[Directions for this task] Every line below should be duplicated exactly.

[Listed records]
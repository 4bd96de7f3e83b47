use crate::analysis::AnalysisType;
use crate::feedback::FeedbackType;
use chrono::{DateTime, Utc};
use serde::{Deserialize, Serialize};
use strum::{Display, EnumIter, EnumString};

#[derive(
    Debug, Clone, Copy, PartialEq, Eq, Hash, Serialize, Deserialize, Display, EnumString, EnumIter,
)]
#[serde(rename_all = "snake_case")]
#[strum(serialize_all = "snake_case")]
pub enum WritingEventType {
    ContentChange,
    SectionComplete,
    CharacterMention,
    PlotPoint,
    WorldBuilding,
    StyleChange,
    ConsistencyCheck,
    AnalysisComplete,
    FeedbackReady,
}

/// Dispatch urgency. Lower values dequeue first.
#[derive(
    Debug, Clone, Copy, PartialEq, Eq, PartialOrd, Ord, Hash, Serialize, Deserialize, Display,
)]
#[serde(rename_all = "snake_case")]
#[strum(serialize_all = "snake_case")]
pub enum Priority {
    Critical = 0,
    High = 1,
    Medium = 2,
    Low = 3,
    Background = 4,
}

impl Priority {
    pub fn rank(self) -> u32 {
        self as u32
    }
}

#[derive(Debug, Clone, Copy, Default, PartialEq, Eq, Serialize, Deserialize)]
pub struct CursorPosition {
    pub line: u32,
    pub character: u32,
}

/// A raw edit notification: the full document text after the edit.
#[derive(Debug, Clone, PartialEq, Serialize, Deserialize)]
pub struct ContentChange {
    pub document_id: String,
    pub content: String,
    pub position: CursorPosition,
    pub timestamp: DateTime<Utc>,
}

impl ContentChange {
    pub fn new(document_id: impl Into<String>, content: impl Into<String>) -> Self {
        Self {
            document_id: document_id.into(),
            content: content.into(),
            position: CursorPosition::default(),
            timestamp: Utc::now(),
        }
    }

    pub fn at(mut self, line: u32, character: u32) -> Self {
        self.position = CursorPosition { line, character };
        self
    }
}

/// Edits to one document coalesced over a quiet period.
#[derive(Debug, Clone, PartialEq, Serialize, Deserialize)]
pub struct ChangeBatch {
    pub change: ContentChange,
    pub edits: usize,
    pub first_edit_at: DateTime<Utc>,
}

#[derive(Debug, Clone, Default, PartialEq, Eq, Serialize, Deserialize)]
pub struct SurroundingText {
    pub before: String,
    pub after: String,
}

#[derive(Debug, Clone, PartialEq, Eq, Serialize, Deserialize)]
pub struct ContextMetadata {
    #[serde(default)]
    pub characters: Vec<String>,
    #[serde(default)]
    pub locations: Vec<String>,
    #[serde(default)]
    pub plot_points: Vec<String>,
    pub timestamp: DateTime<Utc>,
}

#[derive(Debug, Clone, PartialEq, Eq, Serialize, Deserialize)]
pub struct WritingContext {
    pub document_id: String,
    pub section_id: Option<String>,
    pub position: CursorPosition,
    pub surrounding: SurroundingText,
    pub metadata: ContextMetadata,
}

impl WritingContext {
    /// Context for events that do not originate from a cursor position.
    pub fn for_document(document_id: impl Into<String>) -> Self {
        Self {
            document_id: document_id.into(),
            section_id: None,
            position: CursorPosition::default(),
            surrounding: SurroundingText::default(),
            metadata: ContextMetadata {
                characters: Vec::new(),
                locations: Vec::new(),
                plot_points: Vec::new(),
                timestamp: Utc::now(),
            },
        }
    }
}

#[derive(Debug, Clone, PartialEq, Serialize, Deserialize)]
#[serde(tag = "kind", rename_all = "snake_case")]
pub enum EventPayload {
    Content {
        text: String,
    },
    AnalysisComplete {
        task_id: String,
        analysis_type: AnalysisType,
        finding_count: usize,
        confidence: f64,
    },
    FeedbackReady {
        feedback_id: String,
        feedback_type: FeedbackType,
    },
}

impl EventPayload {
    pub fn text(&self) -> Option<&str> {
        match self {
            Self::Content { text } => Some(text),
            _ => None,
        }
    }
}

#[derive(Debug, Clone, PartialEq, Serialize, Deserialize)]
pub struct WritingEvent {
    pub id: String,
    pub event_type: WritingEventType,
    pub payload: EventPayload,
    pub timestamp: DateTime<Utc>,
    pub priority: Priority,
    pub context: WritingContext,
}

impl WritingEvent {
    pub fn new(
        event_type: WritingEventType,
        payload: EventPayload,
        priority: Priority,
        context: WritingContext,
    ) -> Self {
        Self {
            id: uuid::Uuid::new_v4().to_string(),
            event_type,
            payload,
            timestamp: Utc::now(),
            priority,
            context,
        }
    }
}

[Expected answer]
repository 4bd96de7f3e83b47
use crate::analysis::AnalysisType;
use crate::feedback::FeedbackType;
use chrono::{DateTime, Utc};
use serde::{Deserialize, Serialize};
use strum::{Display, EnumIter, EnumString};

#[derive(
    Debug, Clone, Copy, PartialEq, Eq, Hash, Serialize, Deserialize, Display, EnumString, EnumIter,
)]
#[serde(rename_all = "snake_case")]
#[strum(serialize_all = "snake_case")]
pub enum WritingEventType {
    ContentChange,
    SectionComplete,
    CharacterMention,
    PlotPoint,
    WorldBuilding,
    StyleChange,
    ConsistencyCheck,
    AnalysisComplete,
    FeedbackReady,
}

/// Dispatch urgency. Lower values dequeue first.
#[derive(
    Debug, Clone, Copy, PartialEq, Eq, PartialOrd, Ord, Hash, Serialize, Deserialize, Display,
)]
#[serde(rename_all = "snake_case")]
#[strum(serialize_all = "snake_case")]
pub enum Priority {
    Critical = 0,
    High = 1,
    Medium = 2,
    Low = 3,
    Background = 4,
}

impl Priority {
    pub fn rank(self) -> u32 {
        self as u32
    }
}

#[derive(Debug, Clone, Copy, Default, PartialEq, Eq, Serialize, Deserialize)]
pub struct CursorPosition {
    pub line: u32,
    pub character: u32,
}

/// A raw edit notification: the full document text after the edit.
#[derive(Debug, Clone, PartialEq, Serialize, Deserialize)]
pub struct ContentChange {
    pub document_id: String,
    pub content: String,
    pub position: CursorPosition,
    pub timestamp: DateTime<Utc>,
}

impl ContentChange {
    pub fn new(document_id: impl Into<String>, content: impl Into<String>) -> Self {
        Self {
            document_id: document_id.into(),
            content: content.into(),
            position: CursorPosition::default(),
            timestamp: Utc::now(),
        }
    }

    pub fn at(mut self, line: u32, character: u32) -> Self {
        self.position = CursorPosition { line, character };
        self
    }
}

/// Edits to one document coalesced over a quiet period.
#[derive(Debug, Clone, PartialEq, Serialize, Deserialize)]
pub struct ChangeBatch {
    pub change: ContentChange,
    pub edits: usize,
    pub first_edit_at: DateTime<Utc>,
}

#[derive(Debug, Clone, Default, PartialEq, Eq, Serialize, Deserialize)]
pub struct SurroundingText {
    pub before: String,
    pub after: String,
}

#[derive(Debug, Clone, PartialEq, Eq, Serialize, Deserialize)]
pub struct ContextMetadata {
    #[serde(default)]
    pub characters: Vec<String>,
    #[serde(default)]
    pub locations: Vec<String>,
    #[serde(default)]
    pub plot_points: Vec<String>,
    pub timestamp: DateTime<Utc>,
}

#[derive(Debug, Clone, PartialEq, Eq, Serialize, Deserialize)]
pub struct WritingContext {
    pub document_id: String,
    pub section_id: Option<String>,
    pub position: CursorPosition,
    pub surrounding: SurroundingText,
    pub metadata: ContextMetadata,
}

impl WritingContext {
    /// Context for events that do not originate from a cursor position.
    pub fn for_document(document_id: impl Into<String>) -> Self {
        Self {
            document_id: document_id.into(),
            section_id: None,
            position: CursorPosition::default(),
            surrounding: SurroundingText::default(),
            metadata: ContextMetadata {
                characters: Vec::new(),
                locations: Vec::new(),
                plot_points: Vec::new(),
                timestamp: Utc::now(),
            },
        }
    }
}

#[derive(Debug, Clone, PartialEq, Serialize, Deserialize)]
#[serde(tag = "kind", rename_all = "snake_case")]
pub enum EventPayload {
    Content {
        text: String,
    },
    AnalysisComplete {
        task_id: String,
        analysis_type: AnalysisType,
        finding_count: usize,
        confidence: f64,
    },
    FeedbackReady {
        feedback_id: String,
        feedback_type: FeedbackType,
    },
}

impl EventPayload {
    pub fn text(&self) -> Option<&str> {
        match self {
            Self::Content { text } => Some(text),
            _ => None,
        }
    }
}

#[derive(Debug, Clone, PartialEq, Serialize, Deserialize)]
pub struct WritingEvent {
    pub id: String,
    pub event_type: WritingEventType,
    pub payload: EventPayload,
    pub timestamp: DateTime<Utc>,
    pub priority: Priority,
    pub context: WritingContext,
}

impl WritingEvent {
    pub fn new(
        event_type: WritingEventType,
        payload: EventPayload,
        priority: Priority,
        context: WritingContext,
    ) -> Self {
        Self {
            id: uuid::Uuid::new_v4().to_string(),
            event_type,
            payload,
            timestamp: Utc::now(),
            priority,
            context,
        }
    }
}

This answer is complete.